Since you are reading the manual, you likely want to upgrade. Here is the compatibility bible for the ML194V-0.
If you are reading this, you are likely sitting in front of a computer tower with the side panel off, scratching your head. You’ve just spotted a motherboard with the silkscreen label "ML194V-0", and you need to know what on earth it is.
Maybe you’re trying to identify the front panel connectors, looking for the maximum RAM capacity, or just trying to figure out what CPU fits in the socket. The problem? A Google search for "Foxconn ML194V-0 motherboard manual" often leads you down a rabbit hole of dead links, driver update scams, or confusing OEM part numbers.
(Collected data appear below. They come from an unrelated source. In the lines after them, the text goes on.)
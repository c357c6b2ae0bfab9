use anyhow::Result;
use dotenvy::dotenv;
use std::net::SocketAddr;
use std::sync::Arc;
use tokio::net::TcpListener;
use tracing_subscriber::{fmt, prelude::*, EnvFilter};

use gatewatch::api::{self, AppState};
use gatewatch::audit::initialize_audit_system;
use gatewatch::clock::SystemClock;
use gatewatch::config::{ConfigManager, LoggingConfig};
use gatewatch::rate_limiter::RateLimiter;
use gatewatch::security::initialize_security_engine;

fn init_tracing(config: &LoggingConfig) {
    // RUST_LOG wins over the configured level
    let filter = EnvFilter::try_from_default_env().unwrap_or_else(|_| EnvFilter::new(&config.log_level));

    if config.format == "json" {
        tracing_subscriber::registry()
            .with(filter)
            .with(fmt::layer().json())
            .init();
    } else {
        tracing_subscriber::registry()
            .with(filter)
            .with(fmt::layer().pretty())
            .init();
    }
}

#[tokio::main]
async fn main() -> Result<()> {
    // Load environment variables
    dotenv().ok();

    let config_manager = ConfigManager::new().await?;
    let config = config_manager.into_config();

    init_tracing(&config.logging);

    let audit_logger = initialize_audit_system(&config.logging).await?;
    let engine = initialize_security_engine(config.clone(), audit_logger.clone()).await?;
    let rate_limiter = Arc::new(RateLimiter::new(
        config.api_security.enable_rate_limiting,
        Arc::new(SystemClock),
    ));

    if config.server.admin_api_key.is_none() {
        tracing::warn!("No admin API key configured; admin routes are open");
    }

    let app = api::create_router(AppState::new(engine, rate_limiter));

    let address = format!("{}:{}", config.server.host, config.server.port);
    let listener = TcpListener::bind(&address).await?;
    audit_logger
        .log_system(&format!("GateWatch started on {}", address))
        .await;
    tracing::info!(address = %address, "GateWatch listening");

    axum::serve(listener, app.into_make_service_with_connect_info::<SocketAddr>()).await?;

    Ok(())
}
As someone who spends way too much time salvaging old tech, I’ve been in your shoes. Let’s break down what this board actually is, where to find the documentation, and how to get it running. FOXCONN ML194V-0 MOTHERBOARD MANUAL
The ML194V-0 typically has two 9-pin USB 2.0 headers.
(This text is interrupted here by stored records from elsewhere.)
use crate::audit::AuditLogger;
use crate::clock::Clock;
use crate::config::GateWatchConfig;
use crate::metrics;
use crate::security::activity_tracker::{ActivitySummary, ActivityTracker, TimePattern};
use crate::security::anomaly_detector::AnomalyDetector;
use crate::security::ban_store::{BanInfo, BanStore};
use crate::security::payload_detector::PayloadDetector;
use crate::security::request::RequestDescriptor;
use crate::security::verdict::{AnomalyType, AttackType, Verdict};
use anyhow::Result;
use chrono::{DateTime, Utc};
use serde::{Deserialize, Serialize};
use std::sync::Arc;
use std::time::Instant;
use tracing::{info, warn};

/// Everything known about one address, for the admin surface.
#[derive(Debug, Clone, Serialize, Deserialize)]
pub struct AddressReport {
    pub ip: String,
    pub banned: bool,
    pub ban_info: Option<BanInfo>,
    pub activity: ActivitySummary,
    pub time_pattern: TimePattern,
}

#[derive(Debug, Clone, Serialize, Deserialize)]
pub struct EngineStatistics {
    pub banned_ips: usize,
    pub tracked_ips: usize,
    pub payloads_loaded: usize,
    pub patterns_loaded: usize,
}

#[derive(Debug, Clone, Serialize, Deserialize)]
pub struct EngineFeatures {
    pub corpus_enabled: bool,
    pub anomaly_detection_enabled: bool,
    pub ip_banning_enabled: bool,
    pub activity_tracking_enabled: bool,
    pub logging_enabled: bool,
}

#[derive(Debug, Clone, Serialize, Deserialize)]
pub struct EngineStatus {
    pub status: String,
    pub timestamp: DateTime<Utc>,
    pub statistics: EngineStatistics,
    pub configuration: EngineFeatures,
}

/// Sequences ban check, activity recording, payload detection and anomaly
/// scoring into one verdict per request.
pub struct DecisionEngine {
    config: GateWatchConfig,
    clock: Arc<dyn Clock>,
    ban_store: Arc<BanStore>,
    tracker: Arc<ActivityTracker>,
    payload_detector: Arc<PayloadDetector>,
    anomaly_detector: AnomalyDetector,
    audit_logger: Arc<AuditLogger>,
}

impl DecisionEngine {
    /// Build every component from the configuration.
    pub async fn new(config: GateWatchConfig, clock: Arc<dyn Clock>, audit_logger: Arc<AuditLogger>) -> Result<Self> {
        let ban_store = Arc::new(BanStore::load(&config.ip_banning, clock.clone()).await?);

        // Corpus loading walks the filesystem
        let corpus = config.corpus.clone();
        let detection = config.detection.clone();
        let payload_detector = tokio::task::spawn_blocking(move || PayloadDetector::new(&corpus, &detection)).await?;

        if config.corpus.enabled && !payload_detector.corpus_available() {
            audit_logger
                .log_system(&format!(
                    "Payload corpus not found at {}; running with detection rules only",
                    config.corpus.path
                ))
                .await;
        }

        Ok(Self::from_parts(config, clock, ban_store, Arc::new(payload_detector), audit_logger))
    }

    /// Assemble an engine around an existing ban store and detector.
    pub fn from_parts(
        config: GateWatchConfig,
        clock: Arc<dyn Clock>,
        ban_store: Arc<BanStore>,
        payload_detector: Arc<PayloadDetector>,
        audit_logger: Arc<AuditLogger>,
    ) -> Self {
        let tracker = Arc::new(ActivityTracker::new(&config.activity_tracking, clock.clone()));
        let anomaly_detector = AnomalyDetector::new(&config.anomaly_detection, &config.detection, tracker.clone());

        Self {
            config,
            clock,
            ban_store,
            tracker,
            payload_detector,
            anomaly_detector,
            audit_logger,
        }
    }

    pub fn config(&self) -> &GateWatchConfig {
        &self.config
    }

    pub fn ban_store(&self) -> &Arc<BanStore> {
        &self.ban_store
    }

    pub fn tracker(&self) -> &Arc<ActivityTracker> {
        &self.tracker
    }

    pub fn payload_detector(&self) -> &Arc<PayloadDetector> {
        &self.payload_detector
    }

    pub fn audit_logger(&self) -> &Arc<AuditLogger> {
        &self.audit_logger
    }

    pub async fn evaluate(&self, address: &str, request: &RequestDescriptor) -> Verdict {
        let start_time = Instant::now();
        let verdict = self.decide(address, request).await;

        metrics::EVALUATION_DURATION.observe(start_time.elapsed().as_secs_f64());
        metrics::DECISIONS_TOTAL
            .with_label_values(&[verdict.decision.as_str()])
            .inc();

        verdict
    }

    async fn decide(&self, address: &str, request: &RequestDescriptor) -> Verdict {
        if self.ban_store.is_banned(address).await {
            let verdict = Verdict::banned(address);
            info!(ip = address, decision = %verdict.decision, "Request from banned address");
            self.record_decision(&verdict, request, &[]).await;
            return verdict;
        }

        self.tracker
            .record(address, &request.url, &request.method, request.effective_user_agent())
            .await;

        let detection = self.payload_detector.detect(request);
        if detection.is_malicious {
            let attack_type = detection
                .attack_type
                .unwrap_or(AttackType::MaliciousPayload);
            metrics::PAYLOAD_DETECTIONS
                .with_label_values(&[attack_type.as_str()])
                .inc();

            let reason = format!("Malicious payload detected: {}", attack_type);
            let newly_banned = self.config.ip_banning.auto_ban_on_payload && self.ban(address, &reason, false).await;

            let verdict = Verdict::payload_block(address, newly_banned, attack_type, detection.matched_payload);
            warn!(
                ip = address,
                decision = %verdict.decision,
                attack_type = %attack_type,
                "Malicious payload detected"
            );
            self.record_decision(&verdict, request, &[]).await;
            return verdict;
        }

        let assessment = self.anomaly_detector.evaluate(address, request).await;
        if assessment.is_anomalous {
            let anomaly_type = assessment
                .anomaly_type
                .unwrap_or(AnomalyType::BehavioralAnomaly);
            metrics::ANOMALY_DETECTIONS
                .with_label_values(&[anomaly_type.as_str()])
                .inc();

            let ban_allowed = self.config.ip_banning.auto_ban_on_anomaly && self.anomaly_detector.auto_ban();
            let mut verdict = Verdict::anomaly_block(address, false, anomaly_type, assessment.behavior_score);
            let reason = verdict.reason.clone();
            if ban_allowed && self.ban(address, &reason, false).await {
                verdict = Verdict::anomaly_block(address, true, anomaly_type, assessment.behavior_score);
            }

            warn!(
                ip = address,
                decision = %verdict.decision,
                anomaly_type = %anomaly_type,
                behavior_score = assessment.behavior_score,
                "Behavioral anomaly detected"
            );
            self.record_decision(&verdict, request, &assessment.signals).await;
            return verdict;
        }

        let verdict = Verdict::accept(address, assessment.behavior_score);
        info!(
            ip = address,
            decision = %verdict.decision,
            behavior_score = assessment.behavior_score,
            "Request accepted"
        );
        self.record_decision(&verdict, request, &[]).await;
        verdict
    }

    async fn record_decision(&self, verdict: &Verdict, request: &RequestDescriptor, signals: &[String]) {
        let request_count = self.tracker.request_count(&verdict.ip, None).await;
        self.audit_logger
            .log_decision(verdict, request, request_count, signals, self.clock.now())
            .await;
    }

    /// Ban an address and log it. Returns false when it was already banned.
    pub async fn ban(&self, address: &str, reason: &str, permanent: bool) -> bool {
        if !self.ban_store.ban(address, reason, permanent).await {
            return false;
        }

        metrics::BANS_TOTAL.inc();
        metrics::BANNED_ADDRESSES.set(self.ban_store.len().await as i64);
        self.audit_logger
            .log_ban(address, reason, permanent, self.clock.now())
            .await;
        true
    }

    pub async fn unban(&self, address: &str) -> bool {
        if !self.ban_store.unban(address).await {
            return false;
        }

        metrics::BANNED_ADDRESSES.set(self.ban_store.len().await as i64);
        self.audit_logger.log_unban(address, self.clock.now()).await;
        true
    }

    pub async fn list_banned_details(&self) -> Vec<BanInfo> {
        self.ban_store.list_banned_details().await
    }

    pub async fn address_report(&self, address: &str) -> AddressReport {
        let ban_info = self.ban_store.ban_info(address).await;

        AddressReport {
            ip: address.to_string(),
            banned: ban_info.is_some(),
            ban_info,
            activity: self.tracker.summary(address).await,
            time_pattern: self.tracker.time_pattern(address).await,
        }
    }

    pub async fn status(&self) -> EngineStatus {
        let banned_ips = self.ban_store.len().await;
        let tracked_ips = self.tracker.tracked_count().await;
        metrics::BANNED_ADDRESSES.set(banned_ips as i64);
        metrics::TRACKED_ADDRESSES.set(tracked_ips as i64);

        EngineStatus {
            status: "operational".to_string(),
            timestamp: self.clock.now(),
            statistics: EngineStatistics {
                banned_ips,
                tracked_ips,
                payloads_loaded: self.payload_detector.payload_count(),
                patterns_loaded: self.payload_detector.pattern_count(),
            },
            configuration: EngineFeatures {
                corpus_enabled: self.config.corpus.enabled,
                anomaly_detection_enabled: self.anomaly_detector.is_enabled(),
                ip_banning_enabled: self.ban_store.is_enabled(),
                activity_tracking_enabled: self.tracker.is_enabled(),
                logging_enabled: self.audit_logger.is_enabled(),
            },
        }
    }
}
The BIOS is HP-branded and locked to only accept microcode-verified CPUs. Installing a non-HP-sourced or unsupported LGA1155 CPU may result in a POST failure.
If the specs above aren't enough and you need the official schematic, you have to search smarter, not harder. Since you are reading the manual, you likely want to upgrade
Unlike retail boards, the ML194V-0 documentation lacks:
If you can't find the PDF, you need the specs right now. Based on the architecture of the ML194V series, here is the likely hardware configuration you are dealing with:
Pro Tip: The model number printed on the board (like ML194V-0) often corresponds to a "barebones" chassis. Search for the manual of the Foxconn R20-D2 or R30-D2 chassis; the internal diagrams for those cases usually match the ML194V board layout perfectly. The BIOS is HP-branded and locked to only
You might ask: "Why spend time on a 15-year-old motherboard?"
These Foxconn boards are actually fantastic for building Retro Gaming Rigs. They support Windows XP and Windows 7 natively, have drivers that are stable, and the LGA 775 socket can handle some beefy quad-core CPUs (like the Q9550) that are still surprisingly capable for vintage gaming.